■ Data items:

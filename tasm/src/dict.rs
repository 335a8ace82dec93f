// Copyright 2026 the Tasm Authors
// SPDX-License-Identifier: Apache-2.0 OR MIT

//! Method dictionaries.
//!
//! A `DICTPUSHCONST`-style instruction carries a key width and a reference to the root of a
//! `Hashmap n X` trie. Each trie node starts with a label (`hml_short`, `hml_long`, or
//! `hml_same`) holding part of the key; a node whose label completes the key is a leaf and the
//! rest of it is the value, otherwise it is a fork with the `0` and `1` branches as its two
//! references. Values are method bodies and decode as code.

use alloc::string::String;
use alloc::vec::Vec;
use core::fmt;

use crate::cell::{Cell, CellError, CellSlice};
use crate::decoded::{DecodedDictionary, DecodedMethod};
use crate::decompile::{DecompileError, Session};
use crate::trace::TraceMask;

/// Widest supported dictionary key, in bits.
pub const MAX_KEY_BITS: u64 = 64;

/// A malformed dictionary.
#[derive(Clone, Debug, PartialEq, Eq)]
pub enum DictError {
    /// The key width exceeds [`MAX_KEY_BITS`].
    KeyTooWide {
        /// Declared width.
        bits: u64,
    },
    /// A label claimed more key bits than remained.
    LabelTooLong {
        /// Label length.
        len: usize,
        /// Key bits that remained.
        max: usize,
    },
    /// The trie held more leaves than allowed.
    TooManyLeaves {
        /// The leaf budget.
        limit: usize,
    },
    /// A trie node could not be read.
    Cell(CellError),
}

impl fmt::Display for DictError {
    fn fmt(&self, f: &mut fmt::Formatter<'_>) -> fmt::Result {
        match self {
            Self::KeyTooWide { bits } => {
                write!(f, "key width {bits} exceeds {MAX_KEY_BITS} bits")
            }
            Self::LabelTooLong { len, max } => {
                write!(f, "label of {len} bits with only {max} key bits left")
            }
            Self::TooManyLeaves { limit } => write!(f, "more than {limit} entries"),
            Self::Cell(e) => write!(f, "{e}"),
        }
    }
}

impl core::error::Error for DictError {
    fn source(&self) -> Option<&(dyn core::error::Error + 'static)> {
        match self {
            Self::Cell(e) => Some(e),
            _ => None,
        }
    }
}

impl From<CellError> for DictError {
    fn from(e: CellError) -> Self {
        Self::Cell(e)
    }
}

/// Collects the `(key, value)` leaves of the trie rooted at `root`, in ascending key order.
///
/// A root with no bits and no references is an empty dictionary. Forks may share a child
/// cell, so a small trie can describe exponentially many leaves; the walk stops with
/// [`DictError::TooManyLeaves`] as soon as it finds more than `max_leaves`.
pub fn dictionary_leaves(
    root: &Cell,
    key_bits: u64,
    max_leaves: usize,
) -> Result<Vec<(u64, CellSlice<'_>)>, DictError> {
    if key_bits > MAX_KEY_BITS {
        return Err(DictError::KeyTooWide { bits: key_bits });
    }
    let mut walk = Walk {
        leaves: Vec::new(),
        max_leaves,
    };
    if root.bit_len() == 0 && root.refs().is_empty() {
        return Ok(walk.leaves);
    }
    walk.node(root, key_bits as usize, 0)?;
    Ok(walk.leaves)
}

struct Walk<'c> {
    leaves: Vec<(u64, CellSlice<'c>)>,
    max_leaves: usize,
}

impl<'c> Walk<'c> {
    fn node(&mut self, node: &'c Cell, remaining: usize, mut key: u64) -> Result<(), DictError> {
        let mut s = node.parse();
        let label_len = read_label(&mut s, remaining, &mut key)?;
        let remaining = remaining - label_len;
        if remaining == 0 {
            if self.leaves.len() >= self.max_leaves {
                return Err(DictError::TooManyLeaves {
                    limit: self.max_leaves,
                });
            }
            self.leaves.push((key, s));
            return Ok(());
        }
        let zero = s.load_ref()?;
        let one = s.load_ref()?;
        self.node(zero, remaining - 1, key << 1)?;
        self.node(one, remaining - 1, (key << 1) | 1)
    }
}

/// Reads a `HmLabel ~l n` with `n = max`, appending its bits to `key`. Returns `l`.
fn read_label(s: &mut CellSlice<'_>, max: usize, key: &mut u64) -> Result<usize, DictError> {
    // `#<= max` is stored in just enough bits to hold `max`.
    let len_bits = (usize::BITS - max.leading_zeros()) as usize;
    let check = |len: usize| {
        if len > max {
            Err(DictError::LabelTooLong { len, max })
        } else {
            Ok(len)
        }
    };

    if !s.load_bit()? {
        // hml_short: unary length, then the bits.
        let mut len = 0;
        while s.load_bit()? {
            len += 1;
        }
        let len = check(len)?;
        for _ in 0..len {
            *key = (*key << 1) | u64::from(s.load_bit()?);
        }
        Ok(len)
    } else if !s.load_bit()? {
        // hml_long
        let len = check(s.load_uint(len_bits)? as usize)?;
        for _ in 0..len {
            *key = (*key << 1) | u64::from(s.load_bit()?);
        }
        Ok(len)
    } else {
        // hml_same
        let bit = u64::from(s.load_bit()?);
        let len = check(s.load_uint(len_bits)? as usize)?;
        for _ in 0..len {
            *key = (*key << 1) | bit;
        }
        Ok(len)
    }
}

impl<'s> Session<'_, 's, '_> {
    /// Decodes every method of the dictionary rooted at `root`.
    ///
    /// Each method counts as one node against the session's budget, on top of its body.
    pub(crate) fn decode_dictionary(
        &mut self,
        root: &Cell,
        key_bits: u64,
        instruction: Option<&str>,
    ) -> Result<DecodedDictionary<'s>, DecompileError> {
        let leaves = dictionary_leaves(root, key_bits, self.remaining_nodes()).map_err(
            |error| match error {
                DictError::TooManyLeaves { .. } => self.node_limit_exceeded(),
                error => DecompileError::Dictionary {
                    instruction: instruction.map(String::from),
                    error,
                },
            },
        )?;

        let mut methods = Vec::with_capacity(leaves.len());
        for (id, value) in leaves {
            self.count_node()?;
            let depth = self.depth();
            if let Some(sink) = self.sink_for(TraceMask::DICT) {
                sink.dict_entry(depth, key_bits as usize, id);
            }
            let body = value.to_cell()?;
            methods.push(DecodedMethod {
                id,
                code: self.decode_code(&body)?,
            });
        }
        Ok(DecodedDictionary { methods })
    }
}
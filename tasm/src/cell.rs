// Copyright 2026 the Tasm Authors
// SPDX-License-Identifier: Apache-2.0 OR MIT

//! Cells: the storage unit of the TVM binary format.
//!
//! A [`Cell`] holds up to [`MAX_BITS`] data bits and up to [`MAX_REFS`] child references.
//! [`CellSlice`] is a bounds-checked cursor over a cell (big-endian bit order), and
//! [`CellBuilder`] is the append-only writer used to assemble fresh cells, e.g. when a trimmed
//! or repacked range has to be decoded on its own.

use alloc::sync::Arc;
use alloc::vec::Vec;
use core::fmt;

use num_bigint::BigUint;

/// Maximum number of data bits in a cell.
pub const MAX_BITS: usize = 1023;

/// Maximum number of child references in a cell.
pub const MAX_REFS: usize = 4;

/// A cell read/write error.
#[derive(Clone, Debug, PartialEq, Eq)]
pub enum CellError {
    /// Fewer data bits remained than a read required.
    BitUnderflow {
        /// Bits requested.
        wanted: usize,
        /// Bits remaining.
        left: usize,
    },
    /// No child reference remained for a reference read.
    RefUnderflow,
    /// Appending would exceed [`MAX_BITS`].
    BitOverflow {
        /// Bit length the cell would have had.
        len: usize,
    },
    /// Appending would exceed [`MAX_REFS`].
    RefOverflow,
    /// A fixed-width integer read was wider than 64 bits.
    WidthTooLarge {
        /// Requested width.
        bits: usize,
    },
}

impl fmt::Display for CellError {
    fn fmt(&self, f: &mut fmt::Formatter<'_>) -> fmt::Result {
        match self {
            Self::BitUnderflow { wanted, left } => {
                write!(f, "cell underflow: wanted {wanted} bits, {left} left")
            }
            Self::RefUnderflow => write!(f, "cell underflow: no references left"),
            Self::BitOverflow { len } => {
                write!(f, "cell overflow: {len} bits exceeds {MAX_BITS}")
            }
            Self::RefOverflow => write!(f, "cell overflow: more than {MAX_REFS} references"),
            Self::WidthTooLarge { bits } => write!(f, "integer width {bits} exceeds 64 bits"),
        }
    }
}

impl core::error::Error for CellError {}

/// An ordinary cell: a bit string plus child references.
///
/// Bits past `bit_len` in the backing bytes are always zero, so structural equality matches
/// bit-string equality.
#[derive(Clone, Debug, Default, PartialEq, Eq, Hash)]
pub struct Cell {
    data: Vec<u8>,
    bit_len: usize,
    refs: Vec<Arc<Cell>>,
}

impl Cell {
    /// Returns a cell with no bits and no references.
    #[must_use]
    pub fn empty() -> Self {
        Self::default()
    }

    /// Assembles a cell from raw parts.
    ///
    /// `data` must hold at least `bit_len` bits; anything after them is cleared.
    pub(crate) fn from_parts(
        mut data: Vec<u8>,
        bit_len: usize,
        refs: Vec<Arc<Cell>>,
    ) -> Result<Self, CellError> {
        if bit_len > MAX_BITS {
            return Err(CellError::BitOverflow { len: bit_len });
        }
        if refs.len() > MAX_REFS {
            return Err(CellError::RefOverflow);
        }
        let bytes = bit_len.div_ceil(8);
        if data.len() < bytes {
            return Err(CellError::BitUnderflow {
                wanted: bit_len,
                left: data.len() * 8,
            });
        }
        data.truncate(bytes);
        let tail = bit_len % 8;
        if tail != 0 {
            if let Some(last) = data.last_mut() {
                *last &= 0xFF << (8 - tail);
            }
        }
        Ok(Self {
            data,
            bit_len,
            refs,
        })
    }

    /// Number of data bits.
    #[must_use]
    pub fn bit_len(&self) -> usize {
        self.bit_len
    }

    /// Backing bytes, big-endian, zero-padded after the last data bit.
    #[must_use]
    pub fn data(&self) -> &[u8] {
        &self.data
    }

    /// Child references in order.
    #[must_use]
    pub fn refs(&self) -> &[Arc<Cell>] {
        &self.refs
    }

    /// Returns a cursor positioned at the first bit and first reference.
    #[must_use]
    pub fn parse(&self) -> CellSlice<'_> {
        CellSlice {
            cell: self,
            bit_pos: 0,
            bit_end: self.bit_len,
            ref_pos: 0,
            ref_end: self.refs.len(),
        }
    }

    fn bit(&self, index: usize) -> bool {
        (self.data[index / 8] >> (7 - index % 8)) & 1 == 1
    }
}

/// Fift-style text: `x{HEX}`, with a trailing `_` when the last nibble carries a completion tag,
/// followed by `(..)` listing the referenced cells in the same form.
impl fmt::Display for Cell {
    fn fmt(&self, f: &mut fmt::Formatter<'_>) -> fmt::Result {
        write!(f, "x{{")?;
        let nibbles = self.bit_len.div_ceil(4);
        for n in 0..nibbles {
            let mut v = 0_u8;
            for i in n * 4..n * 4 + 4 {
                let bit = if i < self.bit_len {
                    self.bit(i)
                } else {
                    i == self.bit_len
                };
                v = (v << 1) | u8::from(bit);
            }
            write!(f, "{v:X}")?;
        }
        if self.bit_len % 4 != 0 {
            write!(f, "_")?;
        }
        write!(f, "}}")?;
        if !self.refs.is_empty() {
            write!(f, "(")?;
            for (i, r) in self.refs.iter().enumerate() {
                if i != 0 {
                    write!(f, ", ")?;
                }
                write!(f, "{r}")?;
            }
            write!(f, ")")?;
        }
        Ok(())
    }
}

/// A read cursor over a window of a [`Cell`].
#[derive(Clone, Debug)]
pub struct CellSlice<'a> {
    cell: &'a Cell,
    bit_pos: usize,
    bit_end: usize,
    ref_pos: usize,
    ref_end: usize,
}

impl<'a> CellSlice<'a> {
    /// Unread data bits.
    #[must_use]
    pub fn bits_left(&self) -> usize {
        self.bit_end - self.bit_pos
    }

    /// Unread child references.
    #[must_use]
    pub fn refs_left(&self) -> usize {
        self.ref_end - self.ref_pos
    }

    /// Returns the unread bit at `offset` from the cursor without consuming anything.
    pub fn peek_bit(&self, offset: usize) -> Result<bool, CellError> {
        self.ensure_bits(offset + 1)?;
        Ok(self.cell.bit(self.bit_pos + offset))
    }

    fn ensure_bits(&self, wanted: usize) -> Result<(), CellError> {
        let left = self.bits_left();
        if wanted > left {
            return Err(CellError::BitUnderflow { wanted, left });
        }
        Ok(())
    }

    /// Reads a single bit.
    pub fn load_bit(&mut self) -> Result<bool, CellError> {
        let bit = self.peek_bit(0)?;
        self.bit_pos += 1;
        Ok(bit)
    }

    /// Reads `bits` bits as an unsigned integer without consuming them.
    pub fn preload_uint(&self, bits: usize) -> Result<u64, CellError> {
        if bits > 64 {
            return Err(CellError::WidthTooLarge { bits });
        }
        self.ensure_bits(bits)?;
        let mut v = 0_u64;
        for i in 0..bits {
            v = (v << 1) | u64::from(self.cell.bit(self.bit_pos + i));
        }
        Ok(v)
    }

    /// Reads `bits` bits as an unsigned integer.
    pub fn load_uint(&mut self, bits: usize) -> Result<u64, CellError> {
        let v = self.preload_uint(bits)?;
        self.bit_pos += bits;
        Ok(v)
    }

    /// Reads `bits` bits as a two's complement signed integer.
    pub fn load_int(&mut self, bits: usize) -> Result<i64, CellError> {
        let raw = self.load_uint(bits)?;
        if bits == 0 {
            return Ok(0);
        }
        let shift = 64 - bits;
        Ok(((raw << shift) as i64) >> shift)
    }

    /// Reads `bits` bits as an unsigned integer of arbitrary width.
    pub fn load_big_uint(&mut self, bits: usize) -> Result<BigUint, CellError> {
        self.ensure_bits(bits)?;
        let mut bytes = Vec::with_capacity(bits.div_ceil(8));
        let head = bits % 8;
        if head != 0 {
            bytes.push(self.load_uint(head)? as u8);
        }
        for _ in 0..bits / 8 {
            bytes.push(self.load_uint(8)? as u8);
        }
        Ok(BigUint::from_bytes_be(&bytes))
    }

    /// Skips `bits` bits.
    pub fn skip_bits(&mut self, bits: usize) -> Result<(), CellError> {
        self.ensure_bits(bits)?;
        self.bit_pos += bits;
        Ok(())
    }

    /// Consumes `bits` bits and returns them as a slice with no references.
    pub fn load_bits(&mut self, bits: usize) -> Result<CellSlice<'a>, CellError> {
        self.ensure_bits(bits)?;
        let out = CellSlice {
            cell: self.cell,
            bit_pos: self.bit_pos,
            bit_end: self.bit_pos + bits,
            ref_pos: 0,
            ref_end: 0,
        };
        self.bit_pos += bits;
        Ok(out)
    }

    /// Consumes the next child reference.
    pub fn load_ref(&mut self) -> Result<&'a Arc<Cell>, CellError> {
        if self.ref_pos == self.ref_end {
            return Err(CellError::RefUnderflow);
        }
        let cell: &'a Cell = self.cell;
        let r = &cell.refs[self.ref_pos];
        self.ref_pos += 1;
        Ok(r)
    }

    /// Copies the unread bits and references into a standalone cell.
    pub fn to_cell(&self) -> Result<Cell, CellError> {
        let mut b = CellBuilder::new();
        b.store_slice(self)?;
        Ok(b.build())
    }
}

/// An append-only cell writer.
#[derive(Clone, Debug, Default)]
pub struct CellBuilder {
    data: Vec<u8>,
    bit_len: usize,
    refs: Vec<Arc<Cell>>,
}

impl CellBuilder {
    /// Creates an empty builder.
    #[must_use]
    pub fn new() -> Self {
        Self::default()
    }

    /// Bits written so far.
    #[must_use]
    pub fn bit_len(&self) -> usize {
        self.bit_len
    }

    /// Appends a single bit.
    pub fn store_bit(&mut self, bit: bool) -> Result<&mut Self, CellError> {
        if self.bit_len == MAX_BITS {
            return Err(CellError::BitOverflow {
                len: self.bit_len + 1,
            });
        }
        if self.bit_len % 8 == 0 {
            self.data.push(0);
        }
        if bit {
            let last = self.data.len() - 1;
            self.data[last] |= 0x80 >> (self.bit_len % 8);
        }
        self.bit_len += 1;
        Ok(self)
    }

    /// Appends the low `bits` bits of `value`, most significant first.
    pub fn store_uint(&mut self, value: u64, bits: usize) -> Result<&mut Self, CellError> {
        if bits > 64 {
            return Err(CellError::WidthTooLarge { bits });
        }
        self.ensure_room(bits)?;
        for i in (0..bits).rev() {
            self.store_bit((value >> i) & 1 == 1)?;
        }
        Ok(self)
    }

    /// Appends whole bytes.
    pub fn store_bytes(&mut self, bytes: &[u8]) -> Result<&mut Self, CellError> {
        self.ensure_room(bytes.len() * 8)?;
        for &b in bytes {
            self.store_uint(u64::from(b), 8)?;
        }
        Ok(self)
    }

    /// Appends the unread bits and references of `slice`.
    pub fn store_slice(&mut self, slice: &CellSlice<'_>) -> Result<&mut Self, CellError> {
        self.ensure_room(slice.bits_left())?;
        if self.refs.len() + slice.refs_left() > MAX_REFS {
            return Err(CellError::RefOverflow);
        }
        let mut s = slice.clone();
        while s.bits_left() > 0 {
            self.store_bit(s.load_bit()?)?;
        }
        while s.refs_left() > 0 {
            self.store_ref(Arc::clone(s.load_ref()?))?;
        }
        Ok(self)
    }

    /// Appends a child reference.
    pub fn store_ref(&mut self, cell: Arc<Cell>) -> Result<&mut Self, CellError> {
        if self.refs.len() == MAX_REFS {
            return Err(CellError::RefOverflow);
        }
        self.refs.push(cell);
        Ok(self)
    }

    fn ensure_room(&self, bits: usize) -> Result<(), CellError> {
        let len = self.bit_len + bits;
        if len > MAX_BITS {
            return Err(CellError::BitOverflow { len });
        }
        Ok(())
    }

    /// Finishes the cell.
    #[must_use]
    pub fn build(self) -> Cell {
        Cell {
            data: self.data,
            bit_len: self.bit_len,
            refs: self.refs,
        }
    }
}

■ EXERCISE INSTRUCTIONS:
Report, using only a number, how many lines above hold the word "WidthTooLarge".

■ RESULT BELOW:
4